【ソイツ】の出現
あーおく晴れたそーらー、しーろーいー、雲ー。
そして、地上では魔獣の大群。これほど似合わない組み合わせはないだろう。
ん?何をしているのかって? そんなの、現実逃避に決まってるじゃないか。
千里眼で、魔物の群れを確認する。
その数は、500はゆうに超えるだろう。1000にすら届いているかもしれない。 しかも、そのどれもがシギを少し弱くしたくらいの強さ。 なかなかのエリート集団だろう。
「来るぞ!陣形を整えろ!まず守りに徹して少しでも数を削れ!」
それに対し、冒険者に指示を出しているのがA級冒険者のグレイブさん。
がんばれ、グレイブさん。
と思っていたら、詠唱を始めた。
「赤き熱波よ、我が魔力を糧に猛り狂え。不浄なる群れを包み、その骨の髄まで焼き尽くせ。戦場を焦土へ変える白熱の檻となれ!上級火炎魔法――『ジェノサイド・プロミネンス』!!」
....................................................あれー、無詠唱で打てるんじゃなかったっけ。
と思っていたら、どうやら無詠唱は、詠唱をした時より威力が少し弱くなってしまうらしい。少しでも多くの威力を出したいため、今は詠唱をしているのだと。 へえー。
今の魔法で、100余りの魔物が消滅した。 その中にいた、B級にギリギリ届かないくらいの魔物も、骨だけ残っており、他はすべて焼き尽くされていた。 流石上級魔法。
「今だ! 突撃ー!」
冒険者の勇猛な戦い。 次々と魔物が倒されていく。
「アオイ! 君も戦え!」
そうでした。
.............................................うーん、ここから狙撃できないかな。イメージは弾丸。
ファイアーボールを圧縮して、丸くする。 圧縮した分、魔法の威力は上がっている。
群の中にいる、そこそこ強そうな個体、ウルフ系統の魔物に当たった。 毛皮が燃え、倒れた。 その炎は、周りの魔物にも伝染していく。
「........................................おい、アオイ。ちょっといいか。」
あ、グレイブさん。
「なんですか?」
「今目の前で起きたことを、脳が理解を拒んでいるんだが........................。 まず1つ。あれは初級魔法のファイアーボールだろう? なぜあんなに威力がでる。」
「ああ、それは、魔法を圧縮したんですよ。 こう、ぎゅっと。」
「いや、普通出来ないからな。」
できた人がここにいます。
「魔法は、すべて完成されている。その完成されたものに余計なことをすれば、一瞬で制御を失い、爆発炎上だ。もしできるとすれば、全く新しい魔法理論で魔法を使っているか、それとも高度な魔法力で、力づくで制御をしているかのどちらかだ。」
あー.................................。僕って魔法力25000以上あるからな...........................。 無理やり制御をしている、の方か。それにしては抵抗を感じないんだけどな。

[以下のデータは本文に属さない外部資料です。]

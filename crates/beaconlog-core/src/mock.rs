//! In-process stand-ins for the host platform and the ranging stack.
//!
//! Used by the test-suite and by `--features mock-bluetooth` builds of the
//! server so the whole session lifecycle can run without a radio.

use std::collections::HashSet;
use std::sync::{Mutex, MutexGuard, PoisonError};

use tracing::debug;

use crate::bluetooth::{Beacon, BluetoothError, RangeNotifier, RangingSource, Region};
use crate::broker::{ActivityResult, PermissionResult, RequestId, ResultCode, ResultDispatcher};
use crate::platform::{
    ActivityHost, ActivityRequest, BoxFuture, DeviceStatus, Grant, Permission,
};

fn lock<T>(m: &Mutex<T>) -> MutexGuard<'_, T> {
    m.lock().unwrap_or_else(PoisonError::into_inner)
}

#[derive(Debug)]
struct PlatformState {
    radio_on: bool,
    location_on: bool,
    runtime_permissions: bool,
    granted: HashSet<Permission>,
    unresolvable: HashSet<ActivityRequest>,
    activity_reply: Option<ResultCode>,
    permission_reply: Option<Grant>,
    activity_ids: Vec<RequestId>,
    permission_ids: Vec<RequestId>,
    launched: Vec<ActivityRequest>,
    dispatcher: Option<ResultDispatcher>,
}

/// Scriptable host platform.
///
/// Defaults: radio and location on, runtime permissions enabled with nothing
/// granted, every activity resolvable, and no automatic replies (requests stay
/// outstanding until answered by hand).
#[derive(Debug)]
pub struct MockPlatform {
    state: Mutex<PlatformState>,
}

impl Default for MockPlatform {
    fn default() -> Self {
        Self::new()
    }
}

impl MockPlatform {
    /// Create a mock with the defaults described above.
    #[must_use]
    pub fn new() -> Self {
        Self {
            state: Mutex::new(PlatformState {
                radio_on: true,
                location_on: true,
                runtime_permissions: true,
                granted: HashSet::new(),
                unresolvable: HashSet::new(),
                activity_reply: None,
                permission_reply: None,
                activity_ids: Vec::new(),
                permission_ids: Vec::new(),
                launched: Vec::new(),
                dispatcher: None,
            }),
        }
    }

    /// A mock where every prerequisite is already satisfied.
    #[must_use]
    pub fn ready() -> Self {
        let mock = Self::new();
        mock.grant(Permission::CoarseLocation);
        mock.grant(Permission::FineLocation);
        mock
    }

    /// Set the radio state.
    pub fn set_radio_on(&self, on: bool) {
        lock(&self.state).radio_on = on;
    }

    /// Set the location-provider state.
    pub fn set_location_on(&self, on: bool) {
        lock(&self.state).location_on = on;
    }

    /// Toggle whether permissions are prompted for at runtime.
    pub fn set_runtime_permissions(&self, enabled: bool) {
        lock(&self.state).runtime_permissions = enabled;
    }

    /// Mark `permission` as held.
    pub fn grant(&self, permission: Permission) {
        lock(&self.state).granted.insert(permission);
    }

    /// Control whether a handler exists for `request`.
    pub fn set_resolvable(&self, request: ActivityRequest, resolvable: bool) {
        let mut state = lock(&self.state);
        if resolvable {
            state.unresolvable.remove(&request);
        } else {
            state.unresolvable.insert(request);
        }
    }

    /// Answer activity requests synchronously with `code`, or not at all.
    pub fn reply_to_activities(&self, code: Option<ResultCode>) {
        lock(&self.state).activity_reply = code;
    }

    /// Answer permission prompts synchronously with `grant`, or not at all.
    pub fn reply_to_permissions(&self, grant: Option<Grant>) {
        lock(&self.state).permission_reply = grant;
    }

    /// Ids of every activity request issued so far.
    #[must_use]
    pub fn issued_activity_ids(&self) -> Vec<RequestId> {
        lock(&self.state).activity_ids.clone()
    }

    /// Ids of every permission prompt issued so far.
    #[must_use]
    pub fn issued_permission_ids(&self) -> Vec<RequestId> {
        lock(&self.state).permission_ids.clone()
    }

    /// Fire-and-forget activities launched so far.
    #[must_use]
    pub fn launched(&self) -> Vec<ActivityRequest> {
        lock(&self.state).launched.clone()
    }

    /// The dispatcher handed over with the most recent request.
    #[must_use]
    pub fn last_dispatcher(&self) -> Option<ResultDispatcher> {
        lock(&self.state).dispatcher.clone()
    }
}

impl ActivityHost for MockPlatform {
    fn can_resolve(&self, request: ActivityRequest) -> bool {
        !lock(&self.state).unresolvable.contains(&request)
    }

    fn start_activity_for_result(
        &self,
        request: ActivityRequest,
        id: RequestId,
        dispatcher: ResultDispatcher,
    ) {
        let reply = {
            let mut state = lock(&self.state);
            state.activity_ids.push(id);
            state.dispatcher = Some(dispatcher.clone());
            let reply = state.activity_reply;
            if reply == Some(ResultCode::Ok) && request == ActivityRequest::EnableBluetooth {
                state.radio_on = true;
            }
            reply
        };
        if let Some(code) = reply {
            dispatcher.on_activity_result(id, ActivityResult { code, data: None });
        }
    }

    fn start_activity(&self, request: ActivityRequest) {
        debug!(?request, "Mock launching activity");
        lock(&self.state).launched.push(request);
    }

    fn runtime_permissions(&self) -> bool {
        lock(&self.state).runtime_permissions
    }

    fn check_permission(&self, permission: Permission) -> Grant {
        if lock(&self.state).granted.contains(&permission) {
            Grant::Granted
        } else {
            Grant::Denied
        }
    }

    fn request_permissions(
        &self,
        permissions: Vec<Permission>,
        id: RequestId,
        dispatcher: ResultDispatcher,
    ) {
        let reply = {
            let mut state = lock(&self.state);
            state.permission_ids.push(id);
            state.dispatcher = Some(dispatcher.clone());
            if state.permission_reply == Some(Grant::Granted) {
                state.granted.extend(permissions.iter().copied());
            }
            state.permission_reply
        };
        if let Some(grant) = reply {
            let grant_results = vec![grant; permissions.len()];
            dispatcher.on_permission_result(
                id,
                PermissionResult {
                    permissions,
                    grant_results,
                },
            );
        }
    }
}

impl DeviceStatus for MockPlatform {
    fn radio_enabled(&self) -> BoxFuture<'_, bool> {
        let on = lock(&self.state).radio_on;
        Box::pin(async move { on })
    }

    fn location_enabled(&self) -> BoxFuture<'_, bool> {
        let on = lock(&self.state).location_on;
        Box::pin(async move { on })
    }
}

#[derive(Default)]
struct RangingState {
    notifiers: Vec<RangeNotifier>,
    ranging: Option<Region>,
    fail_next_start: Option<String>,
    starts: usize,
    stops: usize,
}

/// Ranging stack driven by hand through [`MockRanging::deliver`].
#[derive(Default)]
pub struct MockRanging {
    state: Mutex<RangingState>,
}

impl std::fmt::Debug for MockRanging {
    fn fmt(&self, f: &mut std::fmt::Formatter<'_>) -> std::fmt::Result {
        let state = lock(&self.state);
        f.debug_struct("MockRanging")
            .field("notifiers", &state.notifiers.len())
            .field("ranging", &state.ranging)
            .finish_non_exhaustive()
    }
}

impl MockRanging {
    /// Create an idle mock.
    #[must_use]
    pub fn new() -> Self {
        Self::default()
    }

    /// Make the next `start_ranging` call fail with `message`.
    pub fn fail_next_start(&self, message: impl Into<String>) {
        lock(&self.state).fail_next_start = Some(message.into());
    }

    /// Deliver a detection batch to every registered notifier.
    ///
    /// Returns how many notifiers were called. Nothing is delivered while
    /// ranging is stopped.
    pub fn deliver(&self, beacons: Vec<Beacon>) -> usize {
        let (notifiers, region) = {
            let state = lock(&self.state);
            match &state.ranging {
                Some(region) => (state.notifiers.clone(), region.clone()),
                None => return 0,
            }
        };
        let batch: Vec<Beacon> = beacons.into_iter().filter(|b| region.matches(b)).collect();
        for notifier in &notifiers {
            notifier(batch.clone(), &region);
        }
        notifiers.len()
    }

    /// Number of registered notifiers.
    #[must_use]
    pub fn notifier_count(&self) -> usize {
        lock(&self.state).notifiers.len()
    }

    /// Whether ranging is active.
    #[must_use]
    pub fn is_ranging(&self) -> bool {
        lock(&self.state).ranging.is_some()
    }

    /// `(starts, stops)` seen so far.
    #[must_use]
    pub fn start_stop_counts(&self) -> (usize, usize) {
        let state = lock(&self.state);
        (state.starts, state.stops)
    }
}

impl RangingSource for MockRanging {
    fn add_range_notifier(&self, notifier: RangeNotifier) {
        lock(&self.state).notifiers.push(notifier);
    }

    fn remove_all_range_notifiers(&self) {
        lock(&self.state).notifiers.clear();
    }

    fn start_ranging(&self, region: Region) -> BoxFuture<'_, Result<(), BluetoothError>> {
        let result = {
            let mut state = lock(&self.state);
            state.starts += 1;
            match state.fail_next_start.take() {
                Some(message) => Err(BluetoothError::RangingFailed { message }),
                None => {
                    state.ranging = Some(region);
                    Ok(())
                }
            }
        };
        Box::pin(async move { result })
    }

    fn stop_ranging(&self, _region: &Region) -> BoxFuture<'_, Result<(), BluetoothError>> {
        {
            let mut state = lock(&self.state);
            state.stops += 1;
            state.ranging = None;
        }
        Box::pin(async { Ok(()) })
    }
}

「はあ...............................まあいい。できるなら、今のを続けて打っていってくれ。」
「わかりました。」
ファイアーボールを打ち続けていく。 消費魔力は20もないので、魔力が26000以上ある僕にとってはゼロにも等しい。
「大気にあまねく熱素の灯。我が魔力は天の怒りとなりて降り注ぐ。燃え盛る星の破片よ、大地を埋める羽虫を叩き潰せ。悉くを焼き尽くせ。上級魔術――プロミネンス・レイン」
グレイブさんも奮闘中。
絨毯爆撃ね........................................そういう方法もあるのか。
上級魔法や冒険者たちの働きによってみるみる魔物が減っていく。
そして、突然戦場を 絶望 が支配する。
俺はグレイブ。A級冒険者だ。 滞在していた国に魔物の大群が攻めてきたため、現在上級魔法で殲滅をしている。 上級魔法はあと2発は打てる。いざとなれば、魔力回復ポーションもあるから大丈夫だろう。
アオイという規格外な冒険者もいるが、主にB級、C級の冒険者どもがまものと戦っている。 魔物の数は、最初の10分の1程度にまで減少している。
このまま誰もが魔物を殲滅しきれると思っているときだった。 突然、【ソイツ】は現れる。
【ソイツ】は、一見ほかのウルフ系統の魔物と似たような見た目だった。 だが、俺にはわかる。こいつは、強い。